TASK PROMPT: Your job is to write out each record precisely as it stands.

━━━━━━━━

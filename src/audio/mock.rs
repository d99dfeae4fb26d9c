// Copyright (C) 2026 Michael Wilson <mike@mdwn.dev>
//
// This program is free software: you can redistribute it and/or modify it under
// the terms of the GNU General Public License as published by the Free Software
// Foundation, version 3.
//
// This program is distributed in the hope that it will be useful, but WITHOUT
// ANY WARRANTY; without even the implied warranty of MERCHANTABILITY or FITNESS
// FOR A PARTICULAR PURPOSE. See the GNU General Public License for more details.
//
// You should have received a copy of the GNU General Public License along with
// this program. If not, see <https://www.gnu.org/licenses/>.
//
use std::{
    error::Error,
    fmt,
    sync::{
        atomic::{AtomicBool, AtomicU64, Ordering},
        Arc,
    },
    thread,
    time::Duration,
};

use tracing::{info, span, Level};

use crate::graph::Mixer;
use crate::playsync::CancelHandle;

/// A mock device. Pulls the mixer at roughly real-time pace without any
/// actual audio hardware.
#[derive(Clone)]
pub struct Device {
    name: String,
    sample_rate: u32,
    is_playing: Arc<AtomicBool>,
    frames_rendered: Arc<AtomicU64>,
}

impl Device {
    /// Gets the given mock device.
    pub fn get(name: &str, sample_rate: u32) -> Device {
        Device {
            name: name.to_string(),
            sample_rate,
            is_playing: Arc::new(AtomicBool::new(false)),
            frames_rendered: Arc::new(AtomicU64::new(0)),
        }
    }

    /// Returns true if the device is currently rendering.
    #[cfg(test)]
    pub fn is_playing(&self) -> bool {
        self.is_playing.load(Ordering::Relaxed)
    }

    /// The number of frames pulled from the mixer so far.
    #[cfg(test)]
    pub fn frames_rendered(&self) -> u64 {
        self.frames_rendered.load(Ordering::Relaxed)
    }
}

impl crate::audio::Device for Device {
    fn run(&self, mixer: Arc<Mixer>, cancel_handle: CancelHandle) -> Result<(), Box<dyn Error>> {
        let span = span!(Level::INFO, "run output (mock)");
        let _enter = span.enter();

        info!(device = self.name, "Starting mock output.");
        self.is_playing.store(true, Ordering::Relaxed);

        let block_secs = super::BUFFER_SIZE as f64 / self.sample_rate as f64;
        let join_handle = {
            let cancel_handle = cancel_handle.clone();
            let frames_rendered = self.frames_rendered.clone();
            thread::spawn(move || {
                let mut block = vec![0.0f32; super::BUFFER_SIZE * 2];
                while !cancel_handle.is_cancelled() {
                    mixer.fill(&mut block);
                    frames_rendered.fetch_add(super::BUFFER_SIZE as u64, Ordering::Relaxed);
                    thread::sleep(Duration::from_secs_f64(block_secs));
                }
            })
        };

        cancel_handle.wait();
        let join_result = join_handle.join();
        self.is_playing.store(false, Ordering::Relaxed);

        if join_result.is_err() {
            return Err("Error while joining thread!".into());
        }

        Ok(())
    }

    fn sample_rate(&self) -> u32 {
        self.sample_rate
    }
}

impl fmt::Display for Device {
    fn fmt(&self, f: &mut fmt::Formatter<'_>) -> fmt::Result {
        write!(f, "{} (Mock)", self.name)
    }
}

#[cfg(test)]
mod test {
    use super::*;
    use crate::audio::Device as _;
    use crate::testutil::eventually;

    #[test]
    fn test_mock_device_pulls_mixer_until_cancelled() {
        let device = Device::get("mock", 44100);
        let (mixer, _sender) = Mixer::new(44100);
        let cancel_handle = CancelHandle::new();

        let join = {
            let device = device.clone();
            let cancel_handle = cancel_handle.clone();
            thread::spawn(move || {
                device
                    .run(mixer.clone(), cancel_handle)
                    .map_err(|e| e.to_string())
            })
        };

        eventually(|| device.frames_rendered() > 0, "mixer never pulled");
        assert!(device.is_playing());

        cancel_handle.cancel();
        assert!(join.join().expect("join").is_ok());
        assert!(!device.is_playing());
    }

    #[test]
    fn test_get_device_dispatches_mock() {
        let device = crate::audio::get_device("mock-device", 48000).expect("device");
        assert_eq!(device.sample_rate(), 48000);
        assert_eq!(format!("{}", device), "mock-device (Mock)");
    }
}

━━━━━━━━

EXERCISE ANSWER:
filename src/audio/mock.rs
repository d99dfeae4fb26d9c
// Copyright (C) 2026 Michael Wilson <mike@mdwn.dev>
//
// This program is free software: you can redistribute it and/or modify it under
// the terms of the GNU General Public License as published by the Free Software
// Foundation, version 3.
//
// This program is distributed in the hope that it will be useful, but WITHOUT
// ANY WARRANTY; without even the implied warranty of MERCHANTABILITY or FITNESS
// FOR A PARTICULAR PURPOSE. See the GNU General Public License for more details.
//
// You should have received a copy of the GNU General Public License along with
// this program. If not, see <https://www.gnu.org/licenses/>.
//
use std::{
    error::Error,
    fmt,
    sync::{
        atomic::{AtomicBool, AtomicU64, Ordering},
        Arc,
    },
    thread,
    time::Duration,
};

use tracing::{info, span, Level};

use crate::graph::Mixer;
use crate::playsync::CancelHandle;

/// A mock device. Pulls the mixer at roughly real-time pace without any
/// actual audio hardware.
#[derive(Clone)]
pub struct Device {
    name: String,
    sample_rate: u32,
    is_playing: Arc<AtomicBool>,
    frames_rendered: Arc<AtomicU64>,
}

impl Device {
    /// Gets the given mock device.
    pub fn get(name: &str, sample_rate: u32) -> Device {
        Device {
            name: name.to_string(),
            sample_rate,
            is_playing: Arc::new(AtomicBool::new(false)),
            frames_rendered: Arc::new(AtomicU64::new(0)),
        }
    }

    /// Returns true if the device is currently rendering.
    #[cfg(test)]
    pub fn is_playing(&self) -> bool {
        self.is_playing.load(Ordering::Relaxed)
    }

    /// The number of frames pulled from the mixer so far.
    #[cfg(test)]
    pub fn frames_rendered(&self) -> u64 {
        self.frames_rendered.load(Ordering::Relaxed)
    }
}

impl crate::audio::Device for Device {
    fn run(&self, mixer: Arc<Mixer>, cancel_handle: CancelHandle) -> Result<(), Box<dyn Error>> {
        let span = span!(Level::INFO, "run output (mock)");
        let _enter = span.enter();

        info!(device = self.name, "Starting mock output.");
        self.is_playing.store(true, Ordering::Relaxed);

        let block_secs = super::BUFFER_SIZE as f64 / self.sample_rate as f64;
        let join_handle = {
            let cancel_handle = cancel_handle.clone();
            let frames_rendered = self.frames_rendered.clone();
            thread::spawn(move || {
                let mut block = vec![0.0f32; super::BUFFER_SIZE * 2];
                while !cancel_handle.is_cancelled() {
                    mixer.fill(&mut block);
                    frames_rendered.fetch_add(super::BUFFER_SIZE as u64, Ordering::Relaxed);
                    thread::sleep(Duration::from_secs_f64(block_secs));
                }
            })
        };

        cancel_handle.wait();
        let join_result = join_handle.join();
        self.is_playing.store(false, Ordering::Relaxed);

        if join_result.is_err() {
            return Err("Error while joining thread!".into());
        }

        Ok(())
    }

    fn sample_rate(&self) -> u32 {
        self.sample_rate
    }
}

impl fmt::Display for Device {
    fn fmt(&self, f: &mut fmt::Formatter<'_>) -> fmt::Result {
        write!(f, "{} (Mock)", self.name)
    }
}

#[cfg(test)]
mod test {
    use super::*;
    use crate::audio::Device as _;
    use crate::testutil::eventually;

    #[test]
    fn test_mock_device_pulls_mixer_until_cancelled() {
        let device = Device::get("mock", 44100);
        let (mixer, _sender) = Mixer::new(44100);
        let cancel_handle = CancelHandle::new();

        let join = {
            let device = device.clone();
            let cancel_handle = cancel_handle.clone();
            thread::spawn(move || {
                device
                    .run(mixer.clone(), cancel_handle)
                    .map_err(|e| e.to_string())
            })
        };

        eventually(|| device.frames_rendered() > 0, "mixer never pulled");
        assert!(device.is_playing());

        cancel_handle.cancel();
        assert!(join.join().expect("join").is_ok());
        assert!(!device.is_playing());
    }

    #[test]
    fn test_get_device_dispatches_mock() {
        let device = crate::audio::get_device("mock-device", 48000).expect("device");
        assert_eq!(device.sample_rate(), 48000);
        assert_eq!(format!("{}", device), "mock-device (Mock)");
    }
}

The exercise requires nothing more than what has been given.